:: Task goal ::
Transcribe the lines from the start of the data below through the line with "if $old.$attr != $new.$attr", word for word and nothing more.

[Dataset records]
• • • • •

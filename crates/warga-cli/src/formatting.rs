use chrono::{DateTime, Utc};

use warga_auth::NewAccount;
use warga_data::{LoginAttempt, Payment, PaymentSummary, Template, User};

macro_rules! next_attr {
    ($old:ident, $new:ident, $attr:ident) => {
        if $old.$attr != $new.$attr {
            format!(" -> {}", $new.$attr)
        } else {
            "".to_string()
        }
    };
}

fn format_time(time: Option<DateTime<Utc>>) -> String {
    match time {
        Some(time) => time.format("%Y-%m-%d %H:%M:%S").to_string(),
        None => "-".to_string(),
    }
}

pub trait PrintFormatted {
    fn print_formatted(&self);
}

impl PrintFormatted for User {
    fn print_formatted(&self) {
        let password = if self.temporary_password {
            "temporary"
        } else {
            "set"
        };

        println!("Name:\t\t\t{}", self.name);
        println!("Email:\t\t\t{}", self.email);
        println!("Phone:\t\t\t{}", self.phone);
        println!("Address:\t\t{}", self.address);
        println!("House:\t\t\t{}", self.house_number);
        println!("Role:\t\t\t{}", self.role);
        println!("Active:\t\t\t{}", self.active);
        println!("Member since:\t\t{}", self.membership_date);
        println!("Password:\t\t{}", password);
        println!("Failed attempts:\t{}", self.failed_attempts);
        println!("Locked until:\t\t{}", format_time(self.locked_until));
        println!("Last login:\t\t{}", format_time(self.last_login_at));
    }
}

impl PrintFormatted for (User, User) {
    fn print_formatted(&self) {
        let (old, new) = self;

        let next_name = next_attr!(old, new, name);
        println!("Name:\t\t\t{}{}", old.name, next_name);
        let next_email = next_attr!(old, new, email);
        println!("Email:\t\t\t{}{}", old.email, next_email);
        let next_phone = next_attr!(old, new, phone);
        println!("Phone:\t\t\t{}{}", old.phone, next_phone);
        let next_national_id = next_attr!(old, new, national_id);
        println!("National ID:\t\t{}{}", old.national_id, next_national_id);
        let next_address = next_attr!(old, new, address);
        println!("Address:\t\t{}{}", old.address, next_address);
        let next_house = next_attr!(old, new, house_number);
        println!("House:\t\t\t{}{}", old.house_number, next_house);
        let next_role = next_attr!(old, new, role);
        println!("Role:\t\t\t{}{}", old.role, next_role);
        let next_active = next_attr!(old, new, active);
        println!("Active:\t\t\t{}{}", old.active, next_active);
        let next_membership_date = next_attr!(old, new, membership_date);
        println!(
            "Member since:\t\t{}{}",
            old.membership_date, next_membership_date
        );
    }
}

impl PrintFormatted for Vec<User> {
    fn print_formatted(&self) {
        println!(
            "{:>4}\t{:<24}\t{:<30}\t{:<16}\t{:<8}\t{:<8}\t{}",
            "ID", "Name", "Email", "Phone", "House", "Role", "Locked"
        );
        println!("{:-<120}", "-");

        for user in self {
            let locked = if user.locked_until.is_some() { "*" } else { "" };
            println!(
                "{:>4}\t{:<24}\t{:<30}\t{:<16}\t{:<8}\t{:<8}\t{}",
                user.id, user.name, user.email, user.phone, user.house_number, user.role.to_string(), locked
            );
        }
    }
}

impl PrintFormatted for NewAccount {
    fn print_formatted(&self) {
        println!("Name:\t\t\t{}", self.name);
        println!("Email:\t\t\t{}", self.email);
        println!("Phone:\t\t\t{}", self.phone);
        println!("National ID:\t\t{}", self.national_id);
        println!("Address:\t\t{}", self.address);
        println!("House:\t\t\t{}", self.house_number);
        println!("Role:\t\t\t{}", self.role);
        println!("Member since:\t\t{}", self.membership_date);
    }
}

impl PrintFormatted for Payment {
    fn print_formatted(&self) {
        println!("Amount:\t\t\t{:.2}", self.amount);
        println!("Date:\t\t\t{}", self.date);
        println!("Status:\t\t\t{}", self.status);
        println!("Method:\t\t\t{}", self.method);
        println!("Reference:\t\t{}", self.reference);
    }
}

impl PrintFormatted for Vec<Payment> {
    fn print_formatted(&self) {
        println!(
            "{:>4}\t{:>4}\t{:<10}\t{:>12}\t{:<8}\t{:<12}\t{}",
            "ID", "User", "Date", "Amount", "Status", "Method", "Reference"
        );
        println!("{:-<100}", "-");
        for payment in self {
            println!(
                "{:>4}\t{:>4}\t{:<10}\t{:>12.2}\t{:<8}\t{:<12}\t{}",
                payment.id,
                payment.user_id,
                payment.date,
                payment.amount,
                payment.status.to_string(),
                payment.method,
                payment.reference,
            );
        }
    }
}

impl PrintFormatted for PaymentSummary {
    fn print_formatted(&self) {
        let status = match self.status {
            Some(status) => status.to_string(),
            None => "None".to_string(),
        };
        println!("Total paid:\t\t{:.2}", self.total_paid);
        println!("Outstanding:\t\t{:.2}", self.outstanding);
        println!("Latest status:\t\t{}", status);
    }
}

impl PrintFormatted for Vec<LoginAttempt> {
    fn print_formatted(&self) {
        println!(
            "{:<19}\t{:>4}\t{:<30}\t{:<7}\t{:<16}\t{}",
            "Time", "User", "Email", "Result", "Reason", "Origin"
        );
        println!("{:-<110}", "-");
        for attempt in self {
            let user = match attempt.user_id {
                Some(id) => id.to_string(),
                None => "-".to_string(),
            };
            let result = if attempt.success { "ok" } else { "failed" };
            let reason = match attempt.reason {
                Some(reason) => reason.to_string(),
                None => "".to_string(),
            };
            println!(
                "{:<19}\t{:>4}\t{:<30}\t{:<7}\t{:<16}\t{}",
                format_time(Some(attempt.attempted_at)),
                user,
                attempt.email,
                result,
                reason,
                attempt.origin.as_deref().unwrap_or(""),
            );
        }
    }
}

impl PrintFormatted for Template {
    fn print_formatted(&self) {
        println!("Name:\t\t\t{}", self.name);
        println!("Body:\t\t\t{}", self.body);
    }
}

impl PrintFormatted for Vec<Template> {
    fn print_formatted(&self) {
        println!("{:>4}\t{:<24}\t{}", "ID", "Name", "Body");
        println!("{:-<100}", "-");
        for template in self {
            println!("{:>4}\t{:<24}\t{}", template.id, template.name, template.body);
        }
    }
}
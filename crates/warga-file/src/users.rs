use anyhow::Result;
use async_trait::async_trait;

use warga_data::{Delete, Insert, Query, QueryError, Retrieve, Update, User, UserFilter};

use crate::store::Snapshot;
use crate::FileStore;

pub(crate) fn check_unique_email(snapshot: &Snapshot, user: &User) -> Result<()> {
    let taken = snapshot
        .users
        .rows
        .iter()
        .any(|u| u.id != user.id && u.email.eq_ignore_ascii_case(&user.email));
    if taken {
        return Err(QueryError::Duplicate(user.email.clone()).into());
    }
    Ok(())
}

#[async_trait]
impl Query<User> for FileStore {
    type Filter = UserFilter;

    async fn query(&self, filter: &Self::Filter) -> Result<Vec<User>> {
        let snapshot = self.read().await?;
        let users = snapshot
            .users
            .rows
            .iter()
            .filter(|u| u.matches(filter))
            .cloned()
            .collect();
        Ok(users)
    }
}

#[async_trait]
impl Retrieve<User> for FileStore {
    type Key = u32;

    async fn retrieve(&self, user_id: Self::Key) -> Result<User> {
        let snapshot = self.read().await?;
        let user = snapshot
            .users
            .rows
            .iter()
            .find(|u| u.id == user_id)
            .cloned()
            .ok_or(QueryError::NotFound)?;
        Ok(user)
    }
}

#[async_trait]
impl Insert<User> for FileStore {
    async fn insert(&self, user: User) -> Result<User> {
        self.write(move |snapshot| {
            check_unique_email(snapshot, &User { id: 0, ..user.clone() })?;
            let user = User {
                id: snapshot.users.allocate(),
                ..user
            };
            snapshot.users.rows.push(user.clone());
            Ok(user)
        })
        .await
    }
}

#[async_trait]
impl Update<User> for FileStore {
    async fn update(&self, user: User) -> Result<User> {
        self.write(move |snapshot| {
            check_unique_email(snapshot, &user)?;
            let row = snapshot
                .users
                .rows
                .iter_mut()
                .find(|u| u.id == user.id)
                .ok_or(QueryError::NotFound)?;
            *row = user.clone();
            Ok(user)
        })
        .await
    }
}

#[async_trait]
impl Delete<User> for FileStore {
    /// Delete user together with the user's payments
    async fn delete(&self, user: User) -> Result<()> {
        self.write(move |snapshot| {
            snapshot.users.rows.retain(|u| u.id != user.id);
            snapshot.payments.rows.retain(|p| p.user_id != user.id);
            Ok(())
        })
        .await
    }
}
use anyhow::Result;
use async_trait::async_trait;
use sqlx::sqlite::SqliteConnection;

use warga_data::{AccountChange, ModifyAccount, User, UserFilter};

use crate::{login_history, users, Connection};

async fn apply<F, R>(conn: &mut SqliteConnection, filter: &UserFilter, change: F) -> Result<R>
where
    F: FnOnce(Option<User>) -> AccountChange<R>,
{
    let user = users::select(conn, filter).await?.into_iter().next();
    let change = change(user);
    if let Some(user) = &change.user {
        users::write(conn, user).await?;
    }
    if let Some(attempt) = &change.attempt {
        login_history::append(conn, attempt).await?;
    }
    Ok(change.result)
}

#[async_trait]
impl ModifyAccount for Connection {
    /// Runs in an immediate transaction, which takes the database
    /// write lock before the account is read.
    async fn modify_account<F, R>(&self, filter: &UserFilter, change: F) -> Result<R>
    where
        F: FnOnce(Option<User>) -> AccountChange<R> + Send,
        R: Send,
    {
        let mut conn = self.lock().await;
        sqlx::query("BEGIN IMMEDIATE").execute(&mut *conn).await?;
        match apply(&mut conn, filter, change).await {
            Ok(result) => {
                sqlx::query("COMMIT").execute(&mut *conn).await?;
                Ok(result)
            }
            Err(err) => {
                if let Err(rollback) = sqlx::query("ROLLBACK").execute(&mut *conn).await {
                    tracing::error!("rollback failed: {}", rollback);
                }
                Err(err)
            }
        }
    }
}
//! Storage operations. Each model implements the ones it
//! supports, per backend.

use anyhow::Result;
use async_trait::async_trait;

/// Select rows of a model. `Filter` is the model's filter struct,
/// unset fields match everything.
#[async_trait]
pub trait Query<T> {
    type Filter;
    async fn query(&self, filter: &Self::Filter) -> Result<Vec<T>>;
}

/// Store a new row. The stored row, with its id, is returned.
#[async_trait]
pub trait Insert<T> {
    async fn insert(&self, item: T) -> Result<T>;
}

/// Replace a row identified by its id
#[async_trait]
pub trait Update<T> {
    async fn update(&self, item: T) -> Result<T>;
}

/// Fetch a single row by `Key`, `QueryError::NotFound` if missing
#[async_trait]
pub trait Retrieve<T> {
    type Key;
    async fn retrieve(&self, key: Self::Key) -> Result<T>;
}

#[async_trait]
pub trait Delete<T> {
    async fn delete(&self, item: T) -> Result<()>;
}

• • • • •

:: Your response ::
filename crates/warga-cli/src/formatting.rs
use chrono::{DateTime, Utc};

use warga_auth::NewAccount;
use warga_data::{LoginAttempt, Payment, PaymentSummary, Template, User};

macro_rules! next_attr {
    ($old:ident, $new:ident, $attr:ident) => {
        if $old.$attr != $new.$attr {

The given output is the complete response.